PATATAJEC - komentarze

Komentarze do blogów treningowych, komentujcie w tym dziale w nie w blogach

Moderator: infernal

Awatar użytkownika
PATATAJEC
Zaprawiony W Bojach
Zaprawiony W Bojach
Posty: 2048
Rejestracja: 05 sie 2009, 21:53
Życiówka na 10k: 00:44:26
Życiówka w maratonie: 04:33:53
Lokalizacja: KPN
Kontakt:

Nieprzeczytany post

Meheheh ... no spaliłem! W sumie teraz jak o tym myślę, to trochę słabo wyszło i się trochę wstydzę :jatylko: Mogłem się schować w krzakach i siedzieć cicho, to by myśleli, że pogalopowałem po sam horyzont :hej:.

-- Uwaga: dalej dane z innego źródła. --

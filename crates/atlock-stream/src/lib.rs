//! The Progress/Receipt Stream (C8): an in-process, at-least-once event bus
//! the coordinator publishes to and the RPC layer's subscription handlers
//! read from.

pub mod bus;
pub mod event;

pub use bus::EventBus;
pub use event::{Envelope, ProgressEvent};
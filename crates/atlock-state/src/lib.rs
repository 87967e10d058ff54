pub mod simulator;
pub mod store;

pub use simulator::{
    ClaimResult, DepositParams, DepositResult, EscrowSnapshot, LedgerAdapter, LedgerSimulator,
    RefundResult, TxStatus, TxVerification,
};
pub use store::OrderStore;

Mimik: kiedyś miałem straszny sen, ale to opowiem na Cracovii, bo na forum to się nie nadaje - jest adekwatny do sytuacji, którą opisałeś :hahaha:
New Balance but biegowy
Awatar użytkownika
mimik
Zaprawiony W Bojach
Zaprawiony W Bojach
Posty: 4097
Rejestracja: 16 maja 2009, 19:42
Życiówka na 10k: 38:56
Życiówka w maratonie: 03:44:08
Lokalizacja: okolice wrocławia

Nieprzeczytany post

PATATAJEC pisze:Meheheh ... no spaliłem! W sumie teraz jak o tym myślę, to trochę słabo wyszło i się trochę wstydzę :jatylko: Mogłem się schować w krzakach i siedzieć cicho, to by myśleli, że pogalopowałem po sam horyzont :hej:.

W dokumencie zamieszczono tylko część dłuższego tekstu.